Some documentation on Agents, Observation Spaces, and Action Spaces

This will be an intermediary until there is a need to make better docs. Currently, these classes are fairly straightforward and will not need tons of explanation.

Agents

Agents should inherit from at least the base Agent class. If your agent needs to choose different characters, inherit from the AgentChooseCharacter class and pass the correct enum as a parameter on initialization. Either way, make sure the character attribute is not None, otherwise the game won't be able to choose a character for your agent.

The `act` Method

Agents should always implement the act method. act takes the current gamestate. The code below is a minimal agent example which serves as a great starting point.

class MyNewAgent(Agent):
	def __init__(self, args):
		super().__init__()
		# unique attributes, data here

	def act(self, gamestate):
		# logic that dictates the next action. Make sure to set self.action.
		self.action = action

From here, there is a lot of freedom in what you can do next.

Non-Learning Agents

You are free to manipulate the controller, and the current control input will be executed on the next call to env.step(). The Shine agent provides a good demonstration on how this should look. Here is the act method from Shine:

    def act(self, gamestate):
        state = gamestate.players[self.port].action
        frames = gamestate.players[self.port].action_frame
        hitstun = gamestate.players[self.port].hitstun_frames_left
        
        if state in [enums.Action.STANDING]:
            self.controller.tilt_analog_unit(enums.Button.BUTTON_MAIN, 0, -1)

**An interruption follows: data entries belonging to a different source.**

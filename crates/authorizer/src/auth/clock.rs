//! Time source for token and cache expiry checks.
//!
//! Both the key cache TTL and the `exp`/`nbf`/`iat` checks read time through
//! [`Clock`], so tests can drive expiry deterministically.

/// Source of the current Unix time in seconds.
pub trait Clock: Send + Sync {
    /// Current time as Unix epoch seconds.
    fn now_unix(&self) -> i64;
}

/// Wall-clock time.
#[derive(Debug, Clone, Copy, Default)]
pub struct SystemClock;

impl Clock for SystemClock {
    fn now_unix(&self) -> i64 {
        chrono::Utc::now().timestamp()
    }
}
//! HTTP metrics middleware.
//!
//! Records every response, including those produced before a handler runs:
//! - 400/422 for gateway events that fail to deserialize
//! - 415 for requests without a JSON content type
//! - 404/405 for unknown routes and methods

use axum::{extract::Request, middleware::Next, response::Response};
use std::time::Instant;

use crate::observability::metrics::record_http_request;

/// Middleware that records method, normalized path, status and duration.
///
/// Applied as the outermost layer.
pub async fn http_metrics_middleware(request: Request, next: Next) -> Response {
    let start = Instant::now();
    let method = request.method().to_string();
    let path = request.uri().path().to_string();

    let response = next.run(request).await;

    record_http_request(&method, &path, response.status().as_u16(), start.elapsed());

    response
}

        if (state == enums.Action.CROUCHING or (
            state == enums.Action.KNEE_BEND and frames == 3)):
            self.controller.release_button(enums.Button.BUTTON_Y)
            self.controller.press_button(enums.Button.BUTTON_B)

        if state in [enums.Action.DOWN_B_GROUND]:
            self.controller.release_button(enums.Button.BUTTON_B)
            self.controller.press_button(enums.Button.BUTTON_Y)

        if hitstun > 0:
            self.controller.release_all()

Learning Agents

Alternatively, if you are developing a learning agent, you may wish to utilize an action space and/or an observation space. melee-env provides the Rest agent, which uses its own action and observation spaces:

class Rest(Agent):
    # adapted from AltF4's tutorial video: https://www.youtube.com/watch?v=1R723AS1P-0
    # This agent will target the nearest player, move to them, and rest
    def __init__(self):
        super().__init__()
        self.character = enums.Character.JIGGLYPUFF
        self.action_space = ActionSpace()
        self.observation_space = ObservationSpace()
        self.action = 0
        
    @from_action_space       # translate the action from action_space to controller input
    @from_observation_space  # convert gamestate to an observation
    def act(self, observation):
        observation, reward, done, info = observation
		...

Notice how the action and observation spaces are defined in __init__. Then, the gamestate is converted into an observation through the decorator @from_observation_space and the agent's chosen action is converted to control inputs through the @from_action_space decorator.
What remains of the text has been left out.